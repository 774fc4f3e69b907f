//! Tools the advisor agent may call mid-turn.

use std::sync::Arc;

use async_trait::async_trait;
use serde_json::Value;
use tracing::warn;

use crate::llm_client::ToolDefinition;

/// A function the agent can invoke.
///
/// `call` returns text for the model in every case: failures are described in
/// the returned string, never raised, since the agent cannot recover from a
/// fault in the middle of a turn.
#[async_trait]
pub trait Tool: Send + Sync {
    fn name(&self) -> &str;
    fn description(&self) -> &str;
    /// JSON Schema of the arguments object.
    fn parameters(&self) -> Value;
    async fn call(&self, arguments: &Value) -> String;
}

/// The set of tools offered to the agent for a turn.
#[derive(Clone, Default)]
pub struct ToolSet {
    tools: Vec<Arc<dyn Tool>>,
}

impl ToolSet {
    pub fn new(tools: Vec<Arc<dyn Tool>>) -> Self {
        Self { tools }
    }

    pub fn definitions(&self) -> Vec<ToolDefinition> {
        self.tools
            .iter()
            .map(|tool| ToolDefinition {
                name: tool.name().to_string(),
                description: tool.description().to_string(),
                parameters: tool.parameters(),
            })
            .collect()
    }

    pub fn names(&self) -> Vec<&str> {
        self.tools.iter().map(|tool| tool.name()).collect()
    }

    /// Runs the named tool. An unknown name is reported back to the model as text.
    pub async fn dispatch(&self, name: &str, arguments: &Value) -> String {
        match self.tools.iter().find(|tool| tool.name() == name) {
            Some(tool) => tool.call(arguments).await,
            None => {
                warn!("Agent requested unknown tool '{name}'");
                format!("Error: {name} is not a valid tool")
            }
        }
    }
}

#[cfg(test)]
mod tests {
    use super::*;
    use serde_json::json;

    struct Echo;

    #[async_trait]
    impl Tool for Echo {
        fn name(&self) -> &str {
            "echo"
        }

        fn description(&self) -> &str {
            "Echoes its arguments"
        }

        fn parameters(&self) -> Value {
            json!({"type": "object"})
        }

        async fn call(&self, arguments: &Value) -> String {
            arguments.to_string()
        }
    }

    #[tokio::test]
    async fn test_dispatch_known_tool() {
        let tools = ToolSet::new(vec![Arc::new(Echo)]);
        assert_eq!(tools.dispatch("echo", &json!({"a": 1})).await, r#"{"a":1}"#);
    }

    #[tokio::test]
    async fn test_dispatch_unknown_tool_is_text() {
        let tools = ToolSet::new(vec![Arc::new(Echo)]);
        assert_eq!(
            tools.dispatch("search_jobs", &json!({})).await,
            "Error: search_jobs is not a valid tool"
        );
    }

    #[test]
    fn test_definitions_mirror_tools() {
        let tools = ToolSet::new(vec![Arc::new(Echo)]);
        let defs = tools.definitions();
        assert_eq!(defs.len(), 1);
        assert_eq!(defs[0].name, "echo");
        assert_eq!(defs[0].parameters, json!({"type": "object"}));
        assert_eq!(tools.names(), vec!["echo"]);
    }
}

-------

§ **WHAT YOU WILL DO**:
Print the data again exactly.

§ **FINAL ANSWER**:
repository 774fc4f3e69b907f
//! Tools the advisor agent may call mid-turn.

use std::sync::Arc;

use async_trait::async_trait;
use serde_json::Value;
use tracing::warn;

use crate::llm_client::ToolDefinition;

/// A function the agent can invoke.
///
/// `call` returns text for the model in every case: failures are described in
/// the returned string, never raised, since the agent cannot recover from a
/// fault in the middle of a turn.
#[async_trait]
pub trait Tool: Send + Sync {
    fn name(&self) -> &str;
    fn description(&self) -> &str;
    /// JSON Schema of the arguments object.
    fn parameters(&self) -> Value;
    async fn call(&self, arguments: &Value) -> String;
}

/// The set of tools offered to the agent for a turn.
#[derive(Clone, Default)]
pub struct ToolSet {
    tools: Vec<Arc<dyn Tool>>,
}

impl ToolSet {
    pub fn new(tools: Vec<Arc<dyn Tool>>) -> Self {
        Self { tools }
    }

    pub fn definitions(&self) -> Vec<ToolDefinition> {
        self.tools
            .iter()
            .map(|tool| ToolDefinition {
                name: tool.name().to_string(),
                description: tool.description().to_string(),
                parameters: tool.parameters(),
            })
            .collect()
    }

    pub fn names(&self) -> Vec<&str> {
        self.tools.iter().map(|tool| tool.name()).collect()
    }

    /// Runs the named tool. An unknown name is reported back to the model as text.
    pub async fn dispatch(&self, name: &str, arguments: &Value) -> String {
        match self.tools.iter().find(|tool| tool.name() == name) {
            Some(tool) => tool.call(arguments).await,
            None => {
                warn!("Agent requested unknown tool '{name}'");
                format!("Error: {name} is not a valid tool")
            }
        }
    }
}

#[cfg(test)]
mod tests {
    use super::*;
    use serde_json::json;

    struct Echo;

    #[async_trait]
    impl Tool for Echo {
        fn name(&self) -> &str {
            "echo"
        }

        fn description(&self) -> &str {
            "Echoes its arguments"
        }

        fn parameters(&self) -> Value {
            json!({"type": "object"})
        }

        async fn call(&self, arguments: &Value) -> String {
            arguments.to_string()
        }
    }

    #[tokio::test]
    async fn test_dispatch_known_tool() {
        let tools = ToolSet::new(vec![Arc::new(Echo)]);
        assert_eq!(tools.dispatch("echo", &json!({"a": 1})).await, r#"{"a":1}"#);
    }

    #[tokio::test]
    async fn test_dispatch_unknown_tool_is_text() {
        let tools = ToolSet::new(vec![Arc::new(Echo)]);
        assert_eq!(
            tools.dispatch("search_jobs", &json!({})).await,
            "Error: search_jobs is not a valid tool"
        );
    }

    #[test]
    fn test_definitions_mirror_tools() {
        let tools = ToolSet::new(vec![Arc::new(Echo)]);
        let defs = tools.definitions();
        assert_eq!(defs.len(), 1);
        assert_eq!(defs[0].name, "echo");
        assert_eq!(defs[0].parameters, json!({"type": "object"}));
        assert_eq!(tools.names(), vec!["echo"]);
    }
}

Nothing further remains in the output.